Achieving CMMI for PMO Levels 4 and 5
There are many ways a tool like P3M Engine can help you achieve CMMI levels 4 and 5 for your PMO. If you look at a chart of CMMI for PMO, on the technology row, you will notice a variety of progressively better capabilities for levels 1 through 3. Notice also that both levels 4 and 5 show only a PMIS (Project Management Information System). This is because a PMIS is typically a suite of tools that provides everything you need to boost your maturity.
I would like to add some detail to this concept. Once you start using a PMIS you need to have a little more detail around your digital maturity. So, I have created the CMMI for Digital PMO. It fits entirely within levels 4 and 5 of the CMMI for PMO because this is where you use a PMIS. It has these 5 levels:
·1 - Informational
·2 - Tactical
·3 - Operational
·4 - Strategic
·5 - Competitive
Informational – all documents and information can be accessed from a single convenient location. They may not be stored in the same location but can be accessed from a single location. It is important that your information is also well integrated. This will support the practice of writing once and retrieving multiple times from multiple contexts. For example, in P3M Engine you can record a new risk once. Then you can see that risk from the project risk log, the PMO risk log, the meeting notes where the risk was identified, the communications need that is tracking the risk, the personal control panel and the floating task box of the person assigned the risk, and all relevant status reports and dashboards.

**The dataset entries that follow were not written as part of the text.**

use std::path::{Component, Path, PathBuf};

use anyhow::{Result, bail};

/// Directories every user-supplied path is resolved against.
#[derive(Debug, Clone, PartialEq, Eq)]
pub struct RuntimePaths {
    pub home_dir: PathBuf,
    pub cwd: PathBuf,
}

impl RuntimePaths {
    /// Expands `~` / `~/...`, anchors relative paths at `cwd` and removes
    /// `.` and `..` lexically.
    pub fn resolve(&self, path: &Path) -> Result<PathBuf> {
        resolve_user_path(path, &self.home_dir, &self.cwd)
    }
}

pub fn resolve_runtime_paths(home_dir: &Path, cwd: &Path) -> Result<RuntimePaths> {
    if !home_dir.is_absolute() {
        bail!("home_dir must be absolute: {}", home_dir.display());
    }
    if !cwd.is_absolute() {
        bail!("cwd must be absolute: {}", cwd.display());
    }

    Ok(RuntimePaths {
        home_dir: normalize_lexical(home_dir),
        cwd: normalize_lexical(cwd),
    })
}

fn resolve_user_path(path: &Path, home_dir: &Path, cwd: &Path) -> Result<PathBuf> {
    let expanded = expand_tilde(path, home_dir)?;
    let resolved = if expanded.is_absolute() {
        expanded
    } else {
        cwd.join(expanded)
    };

    Ok(normalize_lexical(&resolved))
}

fn expand_tilde(path: &Path, home_dir: &Path) -> Result<PathBuf> {
    let mut components = path.components();
    match components.next() {
        Some(Component::Normal(first)) if first == "~" => {
            let mut expanded = home_dir.to_path_buf();
            for component in components {
                expanded.push(component.as_os_str());
            }
            Ok(expanded)
        }
        Some(Component::Normal(first))
            if first
                .to_str()
                .is_some_and(|segment| segment.starts_with('~')) =>
        {
            bail!(
                "unsupported home expansion syntax (only `~` and `~/...` are supported): {}",
                path.display()
            )
        }
        _ => Ok(path.to_path_buf()),
    }
}

fn normalize_lexical(path: &Path) -> PathBuf {
    let mut normalized = PathBuf::new();

    for component in path.components() {
        match component {
            Component::CurDir => {}
            Component::ParentDir => {
                if !normalized.pop() {
                    normalized.push(component.as_os_str());
                }
            }
            _ => normalized.push(component.as_os_str()),
        }
    }

    normalized
}
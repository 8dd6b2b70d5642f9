use chrono::{DateTime, Utc};
use regex::Regex;
use serde::{Deserialize, Serialize};

/// The distinguished profile returned by detection when no tag hint
/// matches and every profile scores zero. Keeps lines with no signal
/// from being labeled arbitrarily.
pub const FALLBACK_PROFILE: &str = "generic";

// ===== WIRE TYPES =====
// These mirror the persisted profile entry format: one JSON object per
// profile in the backing store. Rule order is semantically significant —
// later rules see the output of earlier ones.

#[derive(Debug, Clone, Serialize, Deserialize)]
pub struct ProfileDef {
    pub name: String,
    /// Ordered [pattern, replacement] pairs
    pub rules: Vec<(String, String)>,
    /// Bare speaker tags (no separator character), e.g. "GC"
    #[serde(default)]
    pub tags: Vec<String>,
    /// Postprocessor step names, run in listed order after substitution
    #[serde(default)]
    pub postprocessors: Vec<String>,
}

// ===== COMPILED TYPES =====

/// A single compiled pattern/replacement pair.
/// `pattern` holds the post-macro-expansion regex source — it is what
/// explain mode reports and what detection scoring measures.
#[derive(Debug, Clone)]
pub struct CompiledRule {
    pub pattern: String,
    pub replacement: String,
    pub matcher: Regex,
}

/// A profile compiled once at load time, then immutable for the
/// lifetime of the loader. Cached behind `Arc` — write-once, read-many.
#[derive(Debug, Clone)]
pub struct CompiledProfile {
    pub name: String,
    pub rules: Vec<CompiledRule>,
    pub tags: Vec<String>,
    pub postprocessors: Vec<String>,
    pub loaded_at: DateTime<Utc>,
}

// ===== RECORD TYPES =====
// Per-line metadata returned by auto-detect and explain modes.
// Line indices are 0-based and match split order exactly.

/// How many replacements a single rule performed on a line.
#[derive(Debug, Clone, PartialEq, Eq, Serialize, Deserialize)]
pub struct RuleHit {
    pub pattern: String,
    pub count: usize,
}

/// One line of auto-detect output. `profile` is None for blank or
/// whitespace-only lines, which pass through unchanged.
#[derive(Debug, Clone, Serialize, Deserialize)]
pub struct LineRecord {
    pub line: usize,
    pub profile: Option<String>,
    pub input: String,
    pub output: String,
}

/// One line of explain output. `rule_counts` lists only rules with at
/// least one match, in rule-declaration order.
#[derive(Debug, Clone, Serialize, Deserialize)]
pub struct ExplainRecord {
    pub line: usize,
    pub profile: Option<String>,
    pub rule_counts: Vec<RuleHit>,
}

/// Full result of auto-detect mode: reassembled text plus per-line records.
#[derive(Debug, Clone, Serialize, Deserialize)]
pub struct BlockResult {
    pub text: String,
    pub lines: Vec<LineRecord>,
}

/// Full result of explain mode.
#[derive(Debug, Clone, Serialize, Deserialize)]
pub struct ExplainResult {
    pub text: String,
    pub details: Vec<ExplainRecord>,
}
use regex::{Captures, Regex};
use unicode_normalization::UnicodeNormalization;

/// The closed set of text-level normalization steps that can run after
/// substitution. Unknown step names map to `Noop` — pipelines stay
/// forward compatible with step names this version does not know.
#[derive(Debug, Clone, Copy, PartialEq, Eq)]
pub enum PostStep {
    CollapseWhitespace,
    Nfkc,
    SentenceCase,
    Noop,
}

impl PostStep {
    pub fn from_name(name: &str) -> Self {
        match name {
            "collapse_whitespace" => Self::CollapseWhitespace,
            "nfkc" => Self::Nfkc,
            "sentence_case" => Self::SentenceCase,
            _ => Self::Noop,
        }
    }
}

/// Applies a named pipeline of normalization steps, in caller order, to
/// already-substituted text. Regexes are compiled once per instance.
pub struct PostProcessor {
    whitespace_re: Regex,
    speaker_tag_re: Regex,
    capitalize_re: Regex,
    pronoun_re: Regex,
}

impl Default for PostProcessor {
    fn default() -> Self {
        Self::new()
    }
}

impl PostProcessor {
    pub fn new() -> Self {
        Self {
            whitespace_re: Regex::new(r"\s+").expect("static regex"),
            // Optional leading speaker tag like "GC: " — 1-4 letters,
            // separator, whitespace. Preserved verbatim by sentence_case.
            speaker_tag_re: Regex::new(r"^(\s*[A-Za-z]{1,4}:\s*)(.*)$").expect("static regex"),
            // Start of line or sentence-ending punctuation + whitespace,
            // then any decorative non-letters, then the letter to raise.
            capitalize_re: Regex::new(r"(^|[.!?]\s+)([^A-Za-z]*)([a-z])").expect("static regex"),
            pronoun_re: Regex::new(r"\bi\b").expect("static regex"),
        }
    }

    /// Run the given steps in order over `text`.
    pub fn run(&self, text: &str, steps: &[PostStep]) -> String {
        let mut out = text.to_string();
        for step in steps {
            out = match step {
                PostStep::CollapseWhitespace => self.collapse_whitespace(&out),
                PostStep::Nfkc => out.nfkc().collect(),
                PostStep::SentenceCase => self.sentence_case(&out),
                PostStep::Noop => out,
            };
        }
        out
    }

    /// Run a pipeline given by raw step names (profile defaults or an
    /// explicit caller override). Unknown names are ignored.
    pub fn run_named(&self, text: &str, step_names: &[String]) -> String {
        let steps: Vec<PostStep> = step_names.iter().map(|s| PostStep::from_name(s)).collect();
        self.run(text, &steps)
    }

    fn collapse_whitespace(&self, text: &str) -> String {
        self.whitespace_re.replace_all(text, " ").trim().to_string()
    }

    /// Sentence-case each line independently, preserving a leading
    /// speaker tag and capitalizing the first alphabetic character even
    /// when decorative markup sits between the sentence boundary and
    /// the letter.
    fn sentence_case(&self, text: &str) -> String {
        text.split('\n')
            .map(|line| self.sentence_case_line(line))
            .collect::<Vec<_>>()
            .join("\n")
    }

    fn sentence_case_line(&self, line: &str) -> String {
        let (prefix, body) = match self.speaker_tag_re.captures(line) {
            Some(caps) => (caps[1].to_string(), caps[2].to_string()),
            None => (String::new(), line.to_string()),
        };

        let lowered = body.to_lowercase();

        let capitalized = self
            .capitalize_re
            .replace_all(&lowered, |caps: &Captures| {
                format!("{}{}{}", &caps[1], &caps[2], caps[3].to_uppercase())
            })
            .into_owned();

        // Standalone pronoun "i" is always "I"
        let fixed = self.pronoun_re.replace_all(&capitalized, "I").into_owned();

        format!("{prefix}{fixed}")
    }
}
use crate::types::{CompiledProfile, RuleHit};
use regex::Captures;

/// Applies a compiled profile's ordered rules to a text.
///
/// Pure string rewriting: no randomness, no external state, so identical
/// (text, profile) inputs always yield identical output. Every rule runs
/// `replace_all` over the whole current text before the next rule sees
/// it — later rules operate on the output of earlier ones.
pub struct SubstitutionEngine;

impl Default for SubstitutionEngine {
    fn default() -> Self {
        Self::new()
    }
}

impl SubstitutionEngine {
    pub fn new() -> Self {
        Self
    }

    /// Run every rule of `profile`, in declared order, replacing all
    /// occurrences. Postprocessing is not applied here — that is the
    /// caller's pipeline decision.
    pub fn apply(&self, text: &str, profile: &CompiledProfile) -> String {
        let mut out = text.to_string();
        for rule in &profile.rules {
            out = rule
                .matcher
                .replace_all(&out, rule.replacement.as_str())
                .into_owned();
        }
        out
    }

    /// Identical substitution pass, recording how many replacements each
    /// rule performed. Counts are collected through the substitution
    /// callback itself, and the callback expands group references the
    /// same way the plain path does — the counted output is byte-for-byte
    /// the output of `apply`.
    ///
    /// Rules with zero matches are omitted; the returned list preserves
    /// rule-declaration order.
    pub fn apply_with_counts(
        &self,
        text: &str,
        profile: &CompiledProfile,
    ) -> (String, Vec<RuleHit>) {
        let mut out = text.to_string();
        let mut hits = Vec::new();

        for rule in &profile.rules {
            let mut count = 0usize;
            out = rule
                .matcher
                .replace_all(&out, |caps: &Captures| {
                    count += 1;
                    let mut dst = String::new();
                    caps.expand(&rule.replacement, &mut dst);
                    dst
                })
                .into_owned();

            if count > 0 {
                hits.push(RuleHit {
                    pattern: rule.pattern.clone(),
                    count,
                });
            }
        }

        (out, hits)
    }
}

Tactical – let the PMIS do work for you. Any work the system does will go faster and be less prone to error. Here are some examples where P3M Engine automates processes or provides information that is in addition to or better than what was written to the system.

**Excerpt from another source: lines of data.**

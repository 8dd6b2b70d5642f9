use crate::detector::ProfileDetector;
use crate::engine::SubstitutionEngine;
use crate::loader::{ProfileError, ProfileLoader, ValidationIssue};
use crate::postprocess::PostProcessor;
use crate::storage::{FileStore, ProfileStore};
use crate::types::{BlockResult, CompiledProfile, ExplainRecord, ExplainResult, LineRecord, RuleHit};
use anyhow::Result;

/// Top-level translation facade: owns the loader, engine, and
/// postprocessor, and drives per-line detection for block modes.
///
/// Translation itself is synchronous, CPU-only, and bounded by input
/// length; I/O happens only inside the loader and its result is cached.
pub struct Translator {
    loader: ProfileLoader,
    engine: SubstitutionEngine,
    post: PostProcessor,
}

impl Translator {
    /// Translator over a directory of `<name>.json` profile files.
    pub fn new(rules_dir: &str) -> Self {
        Self::with_store(Box::new(FileStore::new(rules_dir)))
    }

    /// Translator with full store injection (tests, embedding).
    pub fn with_store(store: Box<dyn ProfileStore>) -> Self {
        Self {
            loader: ProfileLoader::new(store),
            engine: SubstitutionEngine::new(),
            post: PostProcessor::new(),
        }
    }

    pub fn loader(&self) -> &ProfileLoader {
        &self.loader
    }

    /// Names of every well-formed profile in the backing store,
    /// lexicographic order.
    pub fn profiles(&self) -> Result<Vec<String>> {
        self.loader.list_profiles()
    }

    /// Direct mode: apply the named profile's rules to the whole text,
    /// then the profile's default postprocessing pipeline.
    pub fn translate(&self, text: &str, profile: &str) -> Result<String, ProfileError> {
        let profile = self.loader.load(profile)?;
        Ok(self.apply_profile(text, &profile))
    }

    /// Direct mode with per-rule hit counts, for explainability.
    pub fn translate_with_counts(
        &self,
        text: &str,
        profile: &str,
    ) -> Result<(String, Vec<RuleHit>), ProfileError> {
        let profile = self.loader.load(profile)?;
        let (out, hits) = self.engine.apply_with_counts(text, &profile);
        Ok((self.post.run_named(&out, &profile.postprocessors), hits))
    }

    /// Apply an arbitrary list of extra postprocessing steps to text that
    /// has already been produced. Unknown step names are ignored.
    pub fn apply_extra_post(&self, text: &str, steps: &[String]) -> String {
        self.post.run_named(text, steps)
    }

    /// Offline validation of every store entry (see `ProfileLoader`).
    pub fn validate_rules(&self) -> Result<Vec<ValidationIssue>> {
        self.loader.validate_all()
    }

    /// Build a detector over every loadable profile. A profile that fails
    /// to load is skipped with a warning — one broken entry must not
    /// prevent translation using the others.
    pub fn detector(&self) -> Result<ProfileDetector> {
        let mut profiles = Vec::new();
        for name in self.loader.list_profiles()? {
            match self.loader.load(&name) {
                Ok(profile) => profiles.push(profile),
                Err(e) => eprintln!("⚠️  Skipping profile '{name}': {e}"),
            }
        }
        ProfileDetector::new(profiles)
    }

    /// Auto-detect mode: split on line boundaries, detect and translate
    /// each non-blank line, reassemble with a single newline separator.
    ///
    /// Blank and whitespace-only lines pass through unchanged with an
    /// absent profile marker. Line indices are 0-based split order.
    pub fn translate_auto(&self, text: &str) -> Result<BlockResult> {
        let detector = self.detector()?;
        let mut out_lines = Vec::new();
        let mut records = Vec::new();

        for (i, line) in text.split('\n').enumerate() {
            if line.trim().is_empty() {
                out_lines.push(line.to_string());
                records.push(LineRecord {
                    line: i,
                    profile: None,
                    input: line.to_string(),
                    output: line.to_string(),
                });
                continue;
            }

            let name = detector.detect(line).to_string();
            let output = match detector.profile(&name) {
                Some(profile) => self.apply_profile(line, profile),
                // Fallback profile not installed in this store — leave
                // the line untouched rather than failing the whole block.
                None => line.to_string(),
            };

            out_lines.push(output.clone());
            records.push(LineRecord {
                line: i,
                profile: Some(name),
                input: line.to_string(),
                output,
            });
        }

        Ok(BlockResult {
            text: out_lines.join("\n"),
            lines: records,
        })
    }

    /// Explain mode: identical splitting and detection, but records which
    /// rules matched and how many times per line.
    pub fn explain(&self, text: &str) -> Result<ExplainResult> {
        let detector = self.detector()?;
        let mut out_lines = Vec::new();
        let mut details = Vec::new();

        for (i, line) in text.split('\n').enumerate() {
            if line.trim().is_empty() {
                out_lines.push(line.to_string());
                details.push(ExplainRecord {
                    line: i,
                    profile: None,
                    rule_counts: Vec::new(),
                });
                continue;
            }

            let name = detector.detect(line).to_string();
            let (output, rule_counts) = match detector.profile(&name) {
                Some(profile) => {
                    let (out, hits) = self.engine.apply_with_counts(line, profile);
                    (self.post.run_named(&out, &profile.postprocessors), hits)
                }
                None => (line.to_string(), Vec::new()),
            };

            out_lines.push(output);
            details.push(ExplainRecord {
                line: i,
                profile: Some(name),
                rule_counts,
            });
        }

        Ok(ExplainResult {
            text: out_lines.join("\n"),
            details,
        })
    }

    fn apply_profile(&self, text: &str, profile: &CompiledProfile) -> String {
        let substituted = self.engine.apply(text, profile);
        self.post.run_named(&substituted, &profile.postprocessors)
    }
}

·Calculations – P3M Engine can leverage information you enter in the system to create additional helpful information. One example is computing the risk exposure for a risk or the average or maximum risk exposure for your project or program.
·Notifications – when someone needs to be aware of new information or needs to take action quickly, they need to be promptly informed. You can receive notification when assigned something new such as risks, issues, action items, decisions, reviews, and approvals.

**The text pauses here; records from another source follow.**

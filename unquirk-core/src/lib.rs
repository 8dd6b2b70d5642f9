// Unquirk Core Library
//
// Provides rule-driven dialect translation with per-line profile detection.
// Main interface for translating stylized "quirked" text back to plain text.

pub mod types;
pub mod storage;
pub mod loader;
pub mod engine;
pub mod postprocess;
pub mod detector;
pub mod processor;

// Re-export main types and functions for easy use
pub use types::*;
pub use storage::{FileStore, MemoryStore, ProfileStore};
pub use loader::{ProfileError, ProfileLoader, ValidationIssue};
pub use engine::SubstitutionEngine;
pub use postprocess::{PostProcessor, PostStep};
pub use detector::ProfileDetector;
pub use processor::Translator;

·Personal Task Lists – P3M Engine provides two personal task lists. One is part of your personal page and appears the same way many other pages with lists appear. The other is a “floating” task box that you can open from any page. With both the personal page and the floating task box you see your tasks and links can take you right to where you need to manage that task.
·Reports – in P3M Engine reports can be automatically populated with many kinds of quantified information. This includes risks, issues, decisions, change requests, deliverables, milestones, and dependencies. Then project and program managers can add subjective commentary.
These are the basics. The remaining three levels are more advanced than needed for this blog post.
All of the capabilities provided in just the first two CMMI for Digital PMO levels of a good PMIS like P3M Engine will land you squarely in level 4 of CMMI for PMO.